Great minds by swearing a little sleep in between: a trick to make brains smarter? Booster for creativity? That’s what the research says about naps.
The famous inventor and light bulb pioneer Thomas Edison is said to have given importance to a particular form of blinking. He is said to have fallen asleep sitting on a chair holding a steel ball in each hand. As it dawned on Edison, bullets fell on the floor and the noise woke him from sleep.
The inventor is said to have been convinced that it produced thoughts that came to his mind during the transition from waking and sleeping. And which are then not accessible because of deep sleep. Spanish artist Salvador Dali – known for his surrealistic dream worlds – is said to have appreciated this kind of ultra-short blink.
Can a nap like this really boost creativity? A recent study suggests that this type of sleep trick may actually be true. Edison’s technique can be tried by anyone “wanting to be kissed by the museum at home or at work,” writes a team led by Delphine Odiet from the Paris Sorbonne University in Science Advances. These methods have the potential to act as creativity boosters.”

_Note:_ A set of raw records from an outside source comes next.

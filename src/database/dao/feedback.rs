use crate::database::entities::{FeedbackRecord, Sentiment, feedback};
use crate::database::{DatabaseError, DatabaseResult};
use sea_orm::{
    ColumnTrait, ConnectionTrait, EntityTrait, QueryFilter, QueryOrder, QuerySelect, Set,
};

/// Feedback query parameters; every present field is AND-combined
#[derive(Debug, Default, Clone, PartialEq, Eq)]
pub struct FeedbackFilter {
    pub service_type: Option<String>,
    pub sentiment: Option<Sentiment>,
    pub issue_location: Option<String>,
}

/// Feedback DAO for database operations
pub struct FeedbackDao<'c, C> {
    db: &'c C,
}

impl<'c, C: ConnectionTrait> FeedbackDao<'c, C> {
    pub fn new(db: &'c C) -> Self {
        Self { db }
    }

    /// Fetch up to `limit` review texts matching the filter.
    ///
    /// The limit applies before null and empty texts are dropped, so a segment
    /// can yield fewer than `limit` reviews even when more rows match.
    pub async fn find_review_texts(
        &self,
        filter: &FeedbackFilter,
        limit: u64,
    ) -> DatabaseResult<Vec<String>> {
        let mut select = feedback::Entity::find()
            .select_only()
            .column(feedback::Column::ReviewText);

        if let Some(ref service_type) = filter.service_type {
            select = select.filter(feedback::Column::ServiceType.eq(service_type.as_str()));
        }
        match filter.sentiment {
            Some(Sentiment::Positive) => {
                select = select.filter(feedback::Column::PositiveFlag.eq(true));
            }
            Some(Sentiment::Negative) => {
                select = select.filter(feedback::Column::NegativeFlag.eq(true));
            }
            None => {}
        }
        if let Some(ref location) = filter.issue_location {
            select = select.filter(feedback::Column::IssueLocation.eq(location.as_str()));
        }

        let texts: Vec<Option<String>> = select
            .order_by_asc(feedback::Column::Id)
            .limit(Some(limit))
            .into_tuple()
            .all(self.db)
            .await
            .map_err(|e| DatabaseError::Database(e.to_string()))?;

        Ok(texts
            .into_iter()
            .flatten()
            .filter(|text| !text.is_empty())
            .collect())
    }

    /// Distinct non-null, non-empty issue locations in ascending order.
    ///
    /// Empty-string locations are skipped as well as NULL ones, so no segment
    /// gets a blank location label even when feedback rows carry `""`.
    pub async fn distinct_locations(&self) -> DatabaseResult<Vec<String>> {
        let locations: Vec<String> = feedback::Entity::find()
            .select_only()
            .column(feedback::Column::IssueLocation)
            .distinct()
            .filter(feedback::Column::IssueLocation.is_not_null())
            .filter(feedback::Column::IssueLocation.ne(""))
            .order_by_asc(feedback::Column::IssueLocation)
            .into_tuple()
            .all(self.db)
            .await
            .map_err(|e| DatabaseError::Database(e.to_string()))?;

        Ok(locations)
    }

    /// Store a feedback record
    pub async fn insert(&self, record: &FeedbackRecord) -> DatabaseResult<()> {
        let active_model = feedback::ActiveModel {
            id: Set(record.id.clone()),
            review_text: Set(record.review_text.clone()),
            service_type: Set(record.service_type.clone()),
            review_rating: Set(record.review_rating),
            positive_flag: Set(record.positive_flag),
            negative_flag: Set(record.negative_flag),
            issue_location: Set(record.issue_location.clone()),
        };

        feedback::Entity::insert(active_model)
            .exec_without_returning(self.db)
            .await
            .map_err(|e| DatabaseError::Database(e.to_string()))?;

        Ok(())
    }
}
pub mod check;
pub mod migrate;
pub mod run;
pub mod show;

use crate::Config;
use clap::Subcommand;

#[derive(Subcommand)]
pub enum Commands {
    /// Regenerate today's summaries (default when no command is given)
    Run {
        #[arg(
            long,
            help = "Dry run - list segments and review counts without calling the model or writing"
        )]
        dry_run: bool,
    },
    /// Run database migrations
    Migrate {
        #[command(subcommand)]
        action: migrate::MigrateAction,
    },
    /// Print the most recent stored summary for a segment
    Show {
        #[arg(long, help = "Service name, e.g. \"ATM\" or \"Overall\"")]
        service: String,

        #[arg(long, help = "Summary type (Overall, Positive, Negative)")]
        summary_type: crate::summarization::SummaryType,

        #[arg(long, help = "Issue location (defaults to all locations)")]
        location: Option<String>,
    },
    /// Check connectivity to the database and the Ollama endpoint
    Check,
}

pub async fn handle_command(
    command: Commands,
    config: &Config,
) -> Result<(), Box<dyn std::error::Error>> {
    match command {
        Commands::Run { dry_run } => run::handle_run_command(dry_run, config).await,
        Commands::Migrate { action } => migrate::handle_migrate_command(action, config).await,
        Commands::Show {
            service,
            summary_type,
            location,
        } => show::handle_show_command(&service, summary_type, location.as_deref(), config).await,
        Commands::Check => check::handle_check_command(config).await,
    }
}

Sleep researchers talk of “state between worlds”
It’s not clear whether this approach works for everyone or only some people, says Anna Heidbreder, sleep researcher at the Medical University of Innsbruck. But you must try the technique. “So everyone can find out for themselves whether it will help them.” So far, she has recommended short naps for patients — 20 to 30 minutes if possible, not too late in the afternoon — to increase energy, says Headbreeder. It’s intriguing that the ultra-short naps “may have something to do with creativity” as described in the study. The sleep researcher speaks of a “state between worlds”.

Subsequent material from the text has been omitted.